Les projections des seules dépenses de retraite sous‑estiment beaucoup l’impact budgétaire total du vieillissement
La dégradation probable du solde primaire sera sans doute nettement plus prononcée que l’impact des seules dépenses de retraite dans les pays qui ne prennent en compte que ces dernières. On peut le voir en examinant les projections des pays qui donnent des estimations des postes de dépenses budgétaires liées à l’âge autres que les retraites (tableau IV.5, partie A). Dans ces pays, les dépenses liées à l’âge autres que les pensions engendrent une dégradation supplémentaire du solde primaire de 2½ points de PIB (tableau IV.5, partie A, troisième et quatrième colonnes).
Malgré l’amélioration de la situation budgétaire structurelle au cours des années 90, le vieillissement exercera des pressions à la hausse sur la dette
L’effet global de ces évolutions sur la situation budgétaire dépendra de la variation cumulée du solde budgétaire au cours de la période examinée et de la modification connexe des paiements d’intérêts sur la dette. L’évolution de la dette en proportion du PIB est fortement conditionnée par les niveaux initiaux de l’endettement et du solde primaire, par la variation du solde primaire au cours de la période et par le taux d’intérêt présumé (par rapport à la croissance du PIB). Comme indiqué dans l’encadré IV.2, dans un pays type de faibles variations peuvent induire des différences prononcées d’ici à la fin de la période
[18], aussi les simulations concernant l’évolution de la dette dans les différents pays sont‑elles extrêmement incertaines. Néanmoins, les résultats présentés à l’encadré IV.2 donnent à penser que les pays seront mieux à même de faire face aux pressions du vieillissement si des excédents primaires suffisamment élevés leur permettent de réduire rapidement leur endettement net au cours de la période avant que les taux de dépendance ne commencent à croître fortement. Cela semble être le cas, par exemple, en Belgique et au Canada (deux pays qui ont aujourd’hui des niveaux d’endettement élevés). Par conséquent, des mesures destinées à dégager un excédent primaire sont souhaitables à ce titre dans un proche avenir, plus particulièrement pour les pays qui ont déjà des niveaux d’endettement élevés. Toutefois, il importe non seulement de porter l’excédent primaire à des niveaux appropriés mais aussi de l’y maintenir dans le long terme. Par ailleurs, pour le pays type l’impact cumulé du vieillissement sur la dette publique est de grande ampleur puisqu’il atteint environ 200 points de PIB.

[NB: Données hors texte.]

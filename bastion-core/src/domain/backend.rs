//! Backend server models.

use std::fmt;
use std::num::NonZeroU32;
use std::sync::atomic::{AtomicBool, AtomicU64, Ordering};
use std::sync::Arc;

/// A unique identifier for a backend server.
///
/// The value is the backend's position in the configured list, which is also the
/// index used by route rules and the weighted distribution.
#[derive(Debug, Clone, Copy, PartialEq, Eq, Hash, PartialOrd, Ord)]
pub struct BackendId(pub usize);

impl fmt::Display for BackendId {
    fn fmt(&self, f: &mut fmt::Formatter<'_>) -> fmt::Result {
        write!(f, "#{}", self.0)
    }
}

/// Represents a single upstream backend server
#[derive(Debug)]
pub struct Backend {
    /// The unique ID of the backend
    pub id: BackendId,
    host: String,
    port: u16,
    weight: NonZeroU32,
    /// Written only by the health monitor.
    alive: AtomicBool,
    /// Incremented once per forwarded, non-cached request.
    requests: AtomicU64,
}

impl Backend {
    /// Create a new backend. Backends start out alive until the first probe says otherwise.
    pub fn new(id: BackendId, host: impl Into<String>, port: u16, weight: NonZeroU32) -> Self {
        Self {
            id,
            host: host.into(),
            port,
            weight,
            alive: AtomicBool::new(true),
            requests: AtomicU64::new(0),
        }
    }

    /// Host name or IP literal of the backend.
    pub fn host(&self) -> &str {
        &self.host
    }

    /// TCP port of the backend.
    pub fn port(&self) -> u16 {
        self.port
    }

    /// `host:port`, suitable for logging and display.
    pub fn address(&self) -> String {
        format!("{}:{}", self.host, self.port)
    }

    /// Static rotation weight.
    pub fn weight(&self) -> NonZeroU32 {
        self.weight
    }

    /// Check if the backend is currently considered alive
    pub fn is_alive(&self) -> bool {
        self.alive.load(Ordering::Acquire)
    }

    /// Update the liveness of the backend, returning the previous value.
    pub fn set_alive(&self, alive: bool) -> bool {
        self.alive.swap(alive, Ordering::AcqRel)
    }

    /// Count one request forwarded to this backend.
    pub fn record_request(&self) {
        self.requests.fetch_add(1, Ordering::Relaxed);
    }

    /// Total requests forwarded to this backend since start-up.
    pub fn request_count(&self) -> u64 {
        self.requests.load(Ordering::Relaxed)
    }
}

/// A thread-safe reference to a Backend.
pub type SharedBackend = Arc<Backend>;

#[cfg(test)]
mod tests {
    use super::*;

    fn backend() -> Backend {
        Backend::new(BackendId(0), "127.0.0.1", 9001, NonZeroU32::new(3).unwrap())
    }

    #[test]
    fn starts_alive_with_zero_requests() {
        let b = backend();
        assert!(b.is_alive());
        assert_eq!(b.request_count(), 0);
        assert_eq!(b.address(), "127.0.0.1:9001");
        assert_eq!(b.weight().get(), 3);
    }

    #[test]
    fn set_alive_reports_previous_state() {
        let b = backend();
        assert!(b.set_alive(false));
        assert!(!b.is_alive());
        assert!(!b.set_alive(false));
        assert!(!b.set_alive(true));
        assert!(b.is_alive());
    }

    #[test]
    fn request_counter_is_shared_across_threads() {
        let b = Arc::new(backend());
        let handles: Vec<_> = (0..8)
            .map(|_| {
                let b = Arc::clone(&b);
                std::thread::spawn(move || {
                    for _ in 0..1000 {
                        b.record_request();
                    }
                })
            })
            .collect();
        for h in handles {
            h.join().unwrap();
        }
        assert_eq!(b.request_count(), 8000);
    }
}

Pour des estimations couvrant une période si longue, il est particulièrement important de disposer d’informations sur la robustesse et le degré d’incertitude des projections. Une analyse de sensibilité a été réalisée pour sept des principales hypothèses (encadré IV.3) et pour 13 pays, en ce qui concerne les dépenses de retraite et les dépenses totales liées à l’âge.
Les projections sont assez résistantes aux modifications des hypothèses
Pris individuellement, les chocs des tests de sensibilité ne semblent pas altérer sensiblement l’orientation générale des projections de référence (tableau IV.7)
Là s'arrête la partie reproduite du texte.